The charity institute, which operates the Irish Charity Fund, told Business Insider that it is in discussions with charities and the Department of Finance to “explore options to address this”.
The move comes after the Dfinance released guidance on the use of the new crowdfunding site in November 2017.
The document was designed to help charities, including those using the new site, to better communicate with the public.
It said the new platform was designed “to better communicate the fundraising process and help you identify opportunities and opportunities to raise funds”.
But it warned that the system “does not yet meet the requirements of the Equality Act 2015”.
The Dfence’s guidance said that “the information provided on the site may be inaccurate and incomplete”.

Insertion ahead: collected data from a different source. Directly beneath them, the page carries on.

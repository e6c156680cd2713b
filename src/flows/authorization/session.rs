// crates.io
use tokio::time::Instant;
// self
use crate::{_prelude::*, auth::ConfigId, error::ErrorDescriptor, lms::ConfigurationStatus};

/// Coarse lifecycle state derived from an [`AuthorizationSession`].
#[derive(Clone, Copy, Debug, Default, PartialEq, Eq, Hash)]
pub enum SessionState {
	/// Nothing armed.
	#[default]
	Idle,
	/// Poll and deadline timers are running.
	Polling,
	/// The provider issued a credential.
	Authorized,
	/// The deadline elapsed first.
	TimedOut,
}
impl SessionState {
	/// Whether the state ends the attempt.
	pub const fn is_terminal(self) -> bool {
		matches!(self, SessionState::Authorized | SessionState::TimedOut)
	}
}

/// Result of one applied poll or timeout tick.
#[derive(Clone, Copy, Debug, PartialEq, Eq, Hash)]
pub enum AuthorizationOutcome {
	/// The remote record now carries a credential.
	Authorized,
	/// The remote record has no credential yet.
	StillPending,
	/// The status check failed; the session keeps polling.
	Errored,
	/// The deadline elapsed before a credential appeared.
	TimedOut,
}
impl AuthorizationOutcome {
	/// Returns a stable label suitable for span or metric fields.
	pub const fn as_str(self) -> &'static str {
		match self {
			AuthorizationOutcome::Authorized => "authorized",
			AuthorizationOutcome::StillPending => "still_pending",
			AuthorizationOutcome::Errored => "errored",
			AuthorizationOutcome::TimedOut => "timed_out",
		}
	}
}
impl Display for AuthorizationOutcome {
	fn fmt(&self, f: &mut Formatter) -> FmtResult {
		f.write_str(self.as_str())
	}
}

/// Generation token carried by every scheduled callback of one session.
#[derive(Clone, Copy, Debug, PartialEq, Eq, Hash)]
pub struct SessionToken(u64);
impl SessionToken {
	/// Monotonic generation number.
	pub fn generation(self) -> u64 {
		self.0
	}
}

/// Status check dispatched by a poll tick; resolves against the session it was issued for.
#[derive(Clone, Copy, Debug)]
pub(crate) struct PollTicket {
	pub(crate) token: SessionToken,
	pub(crate) config_id: ConfigId,
}

/// State of one attempt to link a configuration record to the provider.
#[derive(Clone, Debug, Default)]
pub struct AuthorizationSession {
	/// Record being authorized; absent while idle.
	pub config_id: Option<ConfigId>,
	/// Poll timer is scheduled.
	pub polling_active: bool,
	/// Deadline timer is scheduled.
	pub timeout_active: bool,
	/// The provider issued a credential.
	pub authorized: bool,
	/// The deadline elapsed first.
	pub timed_out: bool,
	/// Most recent failed status check.
	pub last_error: Option<ErrorDescriptor>,
	/// Generation of the current (or last) session.
	pub generation: u64,
	/// Wall-clock instant the session was armed.
	pub started_at: Option<OffsetDateTime>,
	/// Status checks dispatched in this session.
	pub poll_count: u32,
	/// Deadline duration the session was armed with.
	pub timeout: Option<Duration>,
	deadline: Option<Instant>,
}
impl AuthorizationSession {
	/// Lifecycle state derived from the flags.
	pub fn state(&self) -> SessionState {
		if self.authorized {
			SessionState::Authorized
		} else if self.timed_out {
			SessionState::TimedOut
		} else if self.polling_active || self.timeout_active {
			SessionState::Polling
		} else {
			SessionState::Idle
		}
	}

	/// Whether `token` belongs to the live generation.
	pub fn is_current(&self, token: SessionToken) -> bool {
		token.0 == self.generation
	}

	/// Discards prior state and arms a new generation that expires at `deadline`.
	pub(crate) fn arm(
		&mut self,
		config_id: ConfigId,
		timeout: Duration,
		deadline: Instant,
	) -> SessionToken {
		let generation = self.generation.wrapping_add(1);

		*self = Self {
			config_id: Some(config_id),
			polling_active: true,
			timeout_active: true,
			generation,
			started_at: Some(OffsetDateTime::now_utc()),
			timeout: Some(timeout),
			deadline: Some(deadline),
			..Self::default()
		};

		SessionToken(generation)
	}

	/// Returns to idle; every outstanding token becomes stale.
	pub(crate) fn disarm(&mut self) {
		let generation = self.generation.wrapping_add(1);

		*self = Self { generation, ..Self::default() };
	}

	/// Starts a status check unless the tick is stale, polling stopped, or the deadline passed.
	pub(crate) fn begin_poll(&mut self, token: SessionToken, now: Instant) -> Option<PollTicket> {
		if !self.is_current(token) || !self.polling_active {
			return None;
		}
		if self.deadline.is_some_and(|deadline| now >= deadline) {
			return None;
		}

		let config_id = self.config_id?;

		self.poll_count = self.poll_count.saturating_add(1);

		Some(PollTicket { token, config_id })
	}

	/// Applies a resolved status check.
	///
	/// A credential observed by a check dispatched before the deadline wins over a deadline
	/// that fired while the check was in flight.
	pub(crate) fn apply_poll(
		&mut self,
		ticket: &PollTicket,
		result: Result<&ConfigurationStatus, &ApiError>,
	) -> Option<AuthorizationOutcome> {
		if !self.is_current(ticket.token) || self.authorized {
			return None;
		}

		match result {
			Ok(status) if status.credential_present => {
				self.authorized = true;
				self.timed_out = false;
				self.polling_active = false;
				self.timeout_active = false;

				Some(AuthorizationOutcome::Authorized)
			},
			_ if !self.polling_active => None,
			Ok(_) => Some(AuthorizationOutcome::StillPending),
			Err(err) => {
				self.last_error = Some(ErrorDescriptor::capture(err));

				Some(AuthorizationOutcome::Errored)
			},
		}
	}

	/// Applies the deadline unless it is stale, already disarmed, or authorization won.
	pub(crate) fn apply_timeout(&mut self, token: SessionToken) -> Option<AuthorizationOutcome> {
		if !self.is_current(token) || !self.timeout_active || self.authorized {
			return None;
		}

		self.timed_out = true;
		self.timeout_active = false;
		self.polling_active = false;

		Some(AuthorizationOutcome::TimedOut)
	}
}
//! Flow orchestrators built on the collaborator traits in [`crate::http`].

pub mod authorization;
pub mod canvas;
pub mod subsidy;

pub use authorization::*;
pub use canvas::*;
pub use subsidy::*;
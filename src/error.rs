//! Coordinator-level error types shared across flows, collaborators, and configuration.

// self
use crate::_prelude::*;

/// Crate-wide result type alias returning [`Error`] by default.
pub type Result<T, E = Error> = std::result::Result<T, E>;

type BoxError = Box<dyn std::error::Error + Send + Sync>;

/// Canonical error exposed by public APIs.
#[derive(Debug, ThisError)]
pub enum Error {
	/// Local configuration or form validation problem.
	#[error(transparent)]
	Config(#[from] ConfigError),
	/// A backend service could not complete the request (network, non-2xx, malformed body).
	#[error("Remote service is unavailable: {0}")]
	RemoteUnavailable(
		#[from]
		#[source]
		ApiError,
	),

	/// The authorization deadline elapsed before the provider confirmed the integration.
	#[error(
		"We were unable to confirm your authorization within {}s. Please return to your LMS to authorize edX as an integration.",
		.timeout.as_secs()
	)]
	TimeoutExceeded {
		/// Deadline that was armed for the session.
		timeout: Duration,
	},
}

/// Configuration and validation failures raised before any remote call is made.
#[derive(Debug, ThisError)]
pub enum ConfigError {
	/// HTTP client could not be constructed.
	#[error("HTTP client could not be constructed.")]
	HttpClientBuild {
		/// Underlying transport builder failure.
		#[source]
		source: BoxError,
	},
	/// A configured URL cannot be parsed.
	#[error("The {field} URL is invalid.")]
	InvalidUrl {
		/// Which setting or form field carried the URL.
		field: &'static str,
		/// Underlying parsing failure.
		#[source]
		source: url::ParseError,
	},
	/// A configured URL uses an unsupported scheme.
	#[error("The {field} URL must use http or https: {url}.")]
	UnsupportedScheme {
		/// Which setting or form field carried the URL.
		field: &'static str,
		/// URL that failed validation.
		url: String,
	},
	/// Polling durations must be positive.
	#[error("The {field} duration must be positive.")]
	NonPositiveDuration {
		/// Name of the duration setting.
		field: &'static str,
	},
	/// Duration is too large to schedule from the current instant.
	#[error("The {field} duration is too large to schedule.")]
	DurationOverflow {
		/// Name of the duration setting.
		field: &'static str,
	},
	/// Configuration document could not be parsed.
	#[error("Configuration document is malformed.")]
	Parse(#[from] serde_path_to_error::Error<serde_json::Error>),
	/// Form contents failed validation.
	#[error(transparent)]
	InvalidField(#[from] crate::lms::FieldError),
	/// Form is missing required values.
	#[error("Every configuration field must be filled in before {action}.")]
	IncompleteForm {
		/// Action that was refused (authorization or submission).
		action: &'static str,
	},
}
impl ConfigError {
	/// Wraps a transport's builder failure inside [`ConfigError`].
	pub fn http_client_build(src: impl 'static + Send + Sync + std::error::Error) -> Self {
		Self::HttpClientBuild { source: Box::new(src) }
	}
}
#[cfg(feature = "reqwest")]
impl From<ReqwestError> for ConfigError {
	fn from(e: ReqwestError) -> Self {
		Self::http_client_build(e)
	}
}

/// Failures reported by the remote collaborators (LMS, enterprise-access, ecommerce,
/// license-manager).
#[derive(Debug, ThisError)]
pub enum ApiError {
	/// Underlying HTTP client reported a network failure.
	#[error("Network error occurred while calling {endpoint}.")]
	Network {
		/// Logical endpoint label.
		endpoint: &'static str,
		/// Transport-specific network error.
		#[source]
		source: BoxError,
	},
	/// Request could not be assembled locally, so nothing was sent.
	#[error("Could not build the {endpoint} request.")]
	Request {
		/// Logical endpoint label.
		endpoint: &'static str,
		/// URL or body encoding failure.
		#[source]
		source: BoxError,
	},
	/// Service answered with a non-success status.
	#[error("{endpoint} returned HTTP {status}: {message}.")]
	Status {
		/// Logical endpoint label.
		endpoint: &'static str,
		/// HTTP status code.
		status: u16,
		/// Truncated response body.
		message: String,
	},
	/// Service responded with JSON that did not match the expected shape.
	#[error("{endpoint} returned malformed JSON.")]
	Parse {
		/// Logical endpoint label.
		endpoint: &'static str,
		/// Structured parsing failure.
		#[source]
		source: serde_path_to_error::Error<serde_json::Error>,
	},
}
impl ApiError {
	const MESSAGE_PREVIEW_LIMIT: usize = 256;

	/// Wraps a transport-specific network error.
	pub fn network(
		endpoint: &'static str,
		src: impl 'static + Send + Sync + std::error::Error,
	) -> Self {
		Self::Network { endpoint, source: Box::new(src) }
	}

	/// Wraps a failure to build the request URL or body.
	pub fn request(
		endpoint: &'static str,
		src: impl 'static + Send + Sync + std::error::Error,
	) -> Self {
		Self::Request { endpoint, source: Box::new(src) }
	}

	/// Builds a status error, truncating the body preview.
	pub fn status(endpoint: &'static str, status: u16, body: &str) -> Self {
		let message = body.trim().chars().take(Self::MESSAGE_PREVIEW_LIMIT).collect();

		Self::Status { endpoint, status, message }
	}

	/// HTTP status attached to the failure, when one was received.
	pub fn http_status(&self) -> Option<u16> {
		match self {
			Self::Status { status, .. } => Some(*status),
			_ => None,
		}
	}

	/// Whether the service reported the resource as missing.
	pub fn is_not_found(&self) -> bool {
		self.http_status() == Some(404)
	}
}

/// Clonable, timestamped snapshot of a failure kept on session state.
#[derive(Clone, Debug, PartialEq, Eq, Serialize, Deserialize)]
pub struct ErrorDescriptor {
	/// Rendered error message.
	pub message: String,
	/// HTTP status code, when available.
	pub status: Option<u16>,
	/// Instant the failure was observed.
	pub observed_at: OffsetDateTime,
}
impl ErrorDescriptor {
	/// Captures the given API failure at the current instant.
	pub fn capture(err: &ApiError) -> Self {
		Self {
			message: err.to_string(),
			status: err.http_status(),
			observed_at: OffsetDateTime::now_utc(),
		}
	}
}
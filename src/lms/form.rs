//! Local Canvas configuration form state and the save/authorize decisions derived from it.

// self
use crate::{
	_prelude::*,
	auth::{ConfigId, EnterpriseId, Secret},
	error::ConfigError,
	lms::{CanvasConfigPayload, CanvasConfigRecord, ConfigField, FieldError},
};

/// What the flow must do with the remote record before authorization can start.
#[derive(Clone, Copy, Debug, PartialEq, Eq)]
pub enum RecordAction {
	/// No record exists yet; create one.
	Create,
	/// A record exists and the local copy changed; push the update.
	Update(ConfigId),
	/// A record exists and nothing changed; use it as is.
	Reuse(ConfigId),
}

/// What the cancel button should do.
#[derive(Clone, Copy, Debug, PartialEq, Eq)]
pub enum CancelDecision {
	/// Unsaved edits exist; ask before discarding them.
	ConfirmDiscard,
	/// Nothing to lose; close the form.
	Close,
}

/// Local state of the Canvas configuration form.
#[derive(Clone, Debug, Default)]
pub struct CanvasConfigForm {
	display_name: String,
	client_id: String,
	client_secret: Secret,
	canvas_account_id: String,
	canvas_base_url: String,
	errors: Vec<(ConfigField, FieldError)>,
	edited: bool,
	existing: Option<CanvasConfigRecord>,
}
impl CanvasConfigForm {
	/// Blank form for a brand-new integration.
	pub fn new() -> Self {
		Self::default()
	}

	/// Form pre-filled from an existing remote record.
	pub fn from_existing(record: CanvasConfigRecord) -> Self {
		let mut form = Self {
			display_name: record.display_name.clone().unwrap_or_default(),
			client_id: record.client_id.clone().unwrap_or_default(),
			client_secret: record.client_secret.clone().unwrap_or_default(),
			canvas_account_id: record
				.canvas_account_id
				.map(|id| id.to_string())
				.unwrap_or_default(),
			canvas_base_url: record.canvas_base_url.clone().unwrap_or_default(),
			existing: Some(record),
			..Self::default()
		};

		for field in ConfigField::ALL {
			form.revalidate(field);
		}

		form
	}

	/// Records a new value for `field`, marking the form as edited.
	///
	/// The value is kept even when it fails validation so the administrator can keep typing;
	/// the error is returned and remembered until the field becomes valid again.
	pub fn set_field(
		&mut self,
		field: ConfigField,
		value: impl Into<String>,
	) -> Result<(), FieldError> {
		let value = value.into();

		match field {
			ConfigField::DisplayName => self.display_name = value,
			ConfigField::ClientId => self.client_id = value,
			ConfigField::ClientSecret => self.client_secret = Secret::new(value),
			ConfigField::CanvasAccountId => self.canvas_account_id = value,
			ConfigField::CanvasBaseUrl => self.canvas_base_url = value,
		}

		self.edited = true;

		self.revalidate(field)
	}

	/// Current raw value of `field`.
	pub fn value(&self, field: ConfigField) -> &str {
		match field {
			ConfigField::DisplayName => &self.display_name,
			ConfigField::ClientId => &self.client_id,
			ConfigField::ClientSecret => self.client_secret.expose(),
			ConfigField::CanvasAccountId => &self.canvas_account_id,
			ConfigField::CanvasBaseUrl => &self.canvas_base_url,
		}
	}

	/// Outstanding validation error for `field`, if any.
	pub fn error(&self, field: ConfigField) -> Option<&FieldError> {
		self.errors.iter().find(|(f, _)| *f == field).map(|(_, err)| err)
	}

	/// Whether any field changed since the form was opened.
	pub fn is_edited(&self) -> bool {
		self.edited
	}

	/// Remote record the form was opened from.
	pub fn existing(&self) -> Option<&CanvasConfigRecord> {
		self.existing.as_ref()
	}

	/// Whether the remote record was already authorized before the form was opened.
	pub fn existing_authorized(&self) -> bool {
		self.existing.as_ref().is_some_and(CanvasConfigRecord::credential_present)
	}

	/// Every field carries a value.
	pub fn is_complete(&self) -> bool {
		ConfigField::ALL.iter().all(|field| !self.value(*field).trim().is_empty())
	}

	/// No field has an outstanding validation error.
	pub fn is_valid(&self) -> bool {
		self.errors.is_empty()
	}

	/// The form may kick off an authorization attempt.
	pub fn can_authorize(&self) -> bool {
		self.is_complete() && self.is_valid()
	}

	/// The form may be saved.
	pub fn can_submit(&self) -> bool {
		self.is_complete() && self.is_valid()
	}

	/// Decides what the cancel button should do.
	pub fn cancel_decision(&self) -> CancelDecision {
		if self.edited { CancelDecision::ConfirmDiscard } else { CancelDecision::Close }
	}

	/// Decides how to obtain a record id before authorizing.
	///
	/// `known_id` is the record created by an earlier attempt in the same form session, so a
	/// resubmission updates that record instead of creating a duplicate.
	pub fn authorization_action(&self, known_id: Option<ConfigId>) -> RecordAction {
		match (&self.existing, known_id) {
			(Some(existing), _) if self.edited => RecordAction::Update(existing.id),
			(Some(existing), _) => RecordAction::Reuse(existing.id),
			(None, Some(id)) => RecordAction::Update(id),
			(None, None) => RecordAction::Create,
		}
	}

	/// Decides how to persist the form on submit.
	pub fn save_action(&self, known_id: Option<ConfigId>) -> RecordAction {
		match self.existing.as_ref().map(|existing| existing.id).or(known_id) {
			Some(id) => RecordAction::Update(id),
			None => RecordAction::Create,
		}
	}

	/// Builds the wire payload, refusing incomplete or invalid forms.
	pub fn to_payload(
		&self,
		enterprise: &EnterpriseId,
		action: &'static str,
	) -> Result<CanvasConfigPayload, ConfigError> {
		if !self.is_complete() {
			return Err(ConfigError::IncompleteForm { action });
		}
		if let Some((_, err)) = self.errors.first() {
			return Err(err.clone().into());
		}

		let canvas_account_id = self
			.canvas_account_id
			.trim()
			.parse()
			.map_err(|_| FieldError::NotNumeric { field: ConfigField::CanvasAccountId })?;

		Ok(CanvasConfigPayload {
			display_name: self.display_name.clone(),
			client_id: self.client_id.clone(),
			client_secret: self.client_secret.clone(),
			canvas_account_id,
			canvas_base_url: self.canvas_base_url.clone(),
			active: false,
			enterprise_customer: enterprise.clone(),
		})
	}

	fn revalidate(&mut self, field: ConfigField) -> Result<(), FieldError> {
		self.errors.retain(|(f, _)| *f != field);

		let result = field.validate(self.value(field));

		if let Err(err) = &result {
			self.errors.push((field, err.clone()));
		}

		result
	}
}
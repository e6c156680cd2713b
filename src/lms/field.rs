//! Closed set of Canvas form fields and their validators.

// self
use crate::_prelude::*;

const DISPLAY_NAME_MAX_CHARS: usize = 20;

/// Closed set of editable Canvas configuration fields.
#[derive(Clone, Copy, Debug, PartialEq, Eq, Hash, Serialize, Deserialize)]
#[serde(rename_all = "snake_case")]
pub enum ConfigField {
	/// Administrator-chosen label for the integration.
	DisplayName,
	/// Canvas developer key identifier.
	ClientId,
	/// Canvas developer key secret.
	ClientSecret,
	/// Numeric Canvas account the integration is attached to.
	CanvasAccountId,
	/// Root URL of the Canvas instance.
	CanvasBaseUrl,
}
impl ConfigField {
	/// Every field, in form order.
	pub const ALL: [ConfigField; 5] = [
		ConfigField::DisplayName,
		ConfigField::ClientId,
		ConfigField::ClientSecret,
		ConfigField::CanvasAccountId,
		ConfigField::CanvasBaseUrl,
	];

	/// Human-facing label.
	pub const fn label(self) -> &'static str {
		match self {
			ConfigField::DisplayName => "Display Name",
			ConfigField::ClientId => "API Client ID",
			ConfigField::ClientSecret => "API Client Secret",
			ConfigField::CanvasAccountId => "Canvas Account Number",
			ConfigField::CanvasBaseUrl => "Canvas Base URL",
		}
	}

	/// Validates raw input for this field.
	///
	/// Empty input is always accepted here; completeness is checked separately when the form
	/// is submitted.
	pub fn validate(self, input: &str) -> Result<(), FieldError> {
		match self {
			ConfigField::DisplayName =>
				if input.chars().count() <= DISPLAY_NAME_MAX_CHARS {
					Ok(())
				} else {
					Err(FieldError::NameTooLong { max: DISPLAY_NAME_MAX_CHARS })
				},
			ConfigField::CanvasAccountId =>
				if input.chars().all(|c| c.is_ascii_digit()) {
					Ok(())
				} else {
					Err(FieldError::NotNumeric { field: self })
				},
			ConfigField::CanvasBaseUrl =>
				if input.is_empty() || is_web_url(input) {
					Ok(())
				} else {
					Err(FieldError::InvalidLink)
				},
			ConfigField::ClientId | ConfigField::ClientSecret => Ok(()),
		}
	}
}
impl Display for ConfigField {
	fn fmt(&self, f: &mut Formatter) -> FmtResult {
		f.write_str(self.label())
	}
}

/// Validation failure for a single form field.
#[derive(Clone, Debug, PartialEq, Eq, ThisError)]
pub enum FieldError {
	/// Display name exceeds the allowed length.
	#[error("Display name should be {max} characters or less.")]
	NameTooLong {
		/// Maximum permitted character count.
		max: usize,
	},
	/// URL is not an absolute http(s) link.
	#[error("Link must be properly formatted and start with http or https.")]
	InvalidLink,
	/// Field only accepts digits.
	#[error("{field} must be a number.")]
	NotNumeric {
		/// Offending field.
		field: ConfigField,
	},
}

pub(crate) fn is_web_url(input: &str) -> bool {
	Url::parse(input)
		.map(|url| matches!(url.scheme(), "http" | "https") && url.has_host())
		.unwrap_or(false)
}
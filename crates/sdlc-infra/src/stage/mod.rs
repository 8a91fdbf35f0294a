//! Concrete stage executors and the wiring from `config.toml` to an
//! [`ExecutorRegistry`].

pub mod command;
pub mod placeholder;

use sdlc_core::stage::ExecutorRegistry;
use sdlc_types::config::SdlcConfig;
use sdlc_types::workflow::Stage;

pub use command::CommandStage;
pub use placeholder::{PlaceholderStage, placeholder_registry};

/// Build the executor set for the binary.
///
/// Every executable stage gets a [`PlaceholderStage`] unless `[stages.<name>]`
/// configures a command for it. Entries naming an unknown or non-executable
/// stage are logged and ignored.
pub fn build_executor_registry(config: &SdlcConfig) -> ExecutorRegistry {
    let mut registry = placeholder_registry();

    for (name, command) in &config.stages {
        let stage = match name.parse::<Stage>() {
            Ok(stage) if stage.is_executable() => stage,
            Ok(stage) => {
                tracing::warn!(%stage, "ignoring command for non-executable stage");
                continue;
            }
            Err(err) => {
                tracing::warn!("ignoring [stages.{name}]: {err}");
                continue;
            }
        };
        tracing::info!(%stage, command = %command.command, "stage backed by external command");
        registry = registry.with(stage, CommandStage::new(command));
    }

    registry
}
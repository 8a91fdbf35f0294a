//! Configuration types for the SDLC orchestrator.
//!
//! `SdlcConfig` represents the top-level `config.toml` that controls the
//! engine's branch policy, checkpoint retry behaviour, event buffering and
//! which external command backs each stage.

use std::collections::HashMap;

use serde::{Deserialize, Serialize};

/// Top-level configuration.
///
/// Loaded from `~/.sdlc/config.toml`. All fields have sensible defaults.
#[derive(Debug, Clone, Default, Serialize, Deserialize)]
pub struct SdlcConfig {
    #[serde(default)]
    pub engine: EngineConfig,

    #[serde(default)]
    pub server: ServerConfig,

    /// External commands keyed by stage name (e.g. `junior_development`).
    /// Stages without an entry use the built-in placeholder executor.
    #[serde(default)]
    pub stages: HashMap<String, StageCommandConfig>,
}

/// Tunables for the workflow engine and registry.
#[derive(Debug, Clone, PartialEq, Serialize, Deserialize)]
pub struct EngineConfig {
    /// Retry the branch stage once `error_count` exceeds this value.
    #[serde(default = "default_retry_threshold")]
    pub retry_threshold: u32,

    /// Maximum retries of the branch stage before the workflow fails.
    #[serde(default = "default_max_attempts")]
    pub max_attempts: u32,

    /// Reset `error_count` when the branch stage succeeds.
    #[serde(default = "default_true")]
    pub reset_errors_on_success: bool,

    /// Checkpoint write attempts before failing with `checkpoint_unavailable`.
    #[serde(default = "default_checkpoint_retry_attempts")]
    pub checkpoint_retry_attempts: u32,

    /// Base delay for exponential backoff between checkpoint write attempts.
    #[serde(default = "default_checkpoint_retry_base_ms")]
    pub checkpoint_retry_base_ms: u64,

    /// Per-workflow event buffer. Slow subscribers lose the oldest events.
    #[serde(default = "default_event_buffer")]
    pub event_buffer: usize,

    /// Upper bound on a single stage execution.
    #[serde(default = "default_stage_timeout_secs")]
    pub stage_timeout_secs: u64,

    /// Concurrently running workflows. `None` means unbounded.
    #[serde(default, skip_serializing_if = "Option::is_none")]
    pub max_concurrent_workflows: Option<usize>,
}

fn default_retry_threshold() -> u32 {
    3
}

fn default_max_attempts() -> u32 {
    5
}

fn default_true() -> bool {
    true
}

fn default_checkpoint_retry_attempts() -> u32 {
    5
}

fn default_checkpoint_retry_base_ms() -> u64 {
    100
}

fn default_event_buffer() -> usize {
    64
}

fn default_stage_timeout_secs() -> u64 {
    300
}

impl Default for EngineConfig {
    fn default() -> Self {
        Self {
            retry_threshold: default_retry_threshold(),
            max_attempts: default_max_attempts(),
            reset_errors_on_success: default_true(),
            checkpoint_retry_attempts: default_checkpoint_retry_attempts(),
            checkpoint_retry_base_ms: default_checkpoint_retry_base_ms(),
            event_buffer: default_event_buffer(),
            stage_timeout_secs: default_stage_timeout_secs(),
            max_concurrent_workflows: None,
        }
    }
}

/// Where `sdlc serve` listens when no CLI flag overrides it.
#[derive(Debug, Clone, PartialEq, Serialize, Deserialize)]
pub struct ServerConfig {
    #[serde(default = "default_host")]
    pub host: String,
    #[serde(default = "default_port")]
    pub port: u16,
}

fn default_host() -> String {
    "127.0.0.1".to_string()
}

fn default_port() -> u16 {
    8000
}

impl Default for ServerConfig {
    fn default() -> Self {
        Self {
            host: default_host(),
            port: default_port(),
        }
    }
}

/// An external program backing one stage.
///
/// The program receives the workflow state as JSON on stdin and must print a
/// `StageOutcome` as JSON on stdout.
#[derive(Debug, Clone, PartialEq, Serialize, Deserialize)]
pub struct StageCommandConfig {
    pub command: String,
    #[serde(default)]
    pub args: Vec<String>,
    #[serde(default)]
    pub env: HashMap<String, String>,
    /// Overrides `engine.stage_timeout_secs` for this stage.
    #[serde(default, skip_serializing_if = "Option::is_none")]
    pub timeout_secs: Option<u64>,
}
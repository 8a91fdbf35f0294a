//! BoxStageExecutor -- object-safe dynamic dispatch wrapper for StageExecutor.
//!
//! 1. Define an object-safe `StageExecutorDyn` trait with boxed futures
//! 2. Blanket-impl `StageExecutorDyn` for all `T: StageExecutor`
//! 3. `BoxStageExecutor` wraps `Box<dyn StageExecutorDyn>` and delegates

use std::future::Future;
use std::pin::Pin;

use sdlc_types::error::StageError;
use sdlc_types::workflow::{StageOutcome, WorkflowState};

use super::executor::StageExecutor;

/// Object-safe version of [`StageExecutor`] with boxed futures.
pub trait StageExecutorDyn: Send + Sync {
    fn name(&self) -> &str;

    fn execute_boxed<'a>(
        &'a self,
        state: &'a WorkflowState,
    ) -> Pin<Box<dyn Future<Output = Result<StageOutcome, StageError>> + Send + 'a>>;
}

impl<T: StageExecutor> StageExecutorDyn for T {
    fn name(&self) -> &str {
        StageExecutor::name(self)
    }

    fn execute_boxed<'a>(
        &'a self,
        state: &'a WorkflowState,
    ) -> Pin<Box<dyn Future<Output = Result<StageOutcome, StageError>> + Send + 'a>> {
        Box::pin(self.execute(state))
    }
}

/// Type-erased stage executor, so one registry can hold placeholder,
/// external-command and test executors side by side.
///
/// Since `StageExecutor` uses RPITIT, it cannot be used as a trait object
/// directly. `BoxStageExecutor` delegates to the inner `StageExecutorDyn`.
pub struct BoxStageExecutor {
    inner: Box<dyn StageExecutorDyn + Send + Sync>,
}

impl BoxStageExecutor {
    pub fn new<T: StageExecutor + 'static>(executor: T) -> Self {
        Self {
            inner: Box::new(executor),
        }
    }

    pub fn name(&self) -> &str {
        self.inner.name()
    }

    pub async fn execute(&self, state: &WorkflowState) -> Result<StageOutcome, StageError> {
        self.inner.execute_boxed(state).await
    }
}

impl std::fmt::Debug for BoxStageExecutor {
    fn fmt(&self, f: &mut std::fmt::Formatter<'_>) -> std::fmt::Result {
        f.debug_struct("BoxStageExecutor")
            .field("name", &self.name())
            .finish()
    }
}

It added: “This information should not be relied upon as an indicator of whether you are eligible to apply to be a beneficiary of the DFS scheme.”
Charity Institute president and CEO Cathal MacNeish said the Dafence guidance could have been a “warning shot” at charities that were struggling to cope with the new rules.
“If it was going to be so difficult to communicate that it wasn’t going to happen, we’d probably just close it down,” he said.
The DFS has faced criticism for its response to the new campaign, which has attracted criticism from charities who have questioned whether the new website is fair or legal.
It is unclear how much money will be raised via the new fundraising site, and the Dofence’s new guidance on how to set up an account did not address the possibility of the system being used to make money off of fundraising.
The organisation said it would be seeking clarity from the Dfs “as soon as possible”.
It also said it was “working closely with the charity regulator to understand how the new application will impact on existing charities and their existing partners”.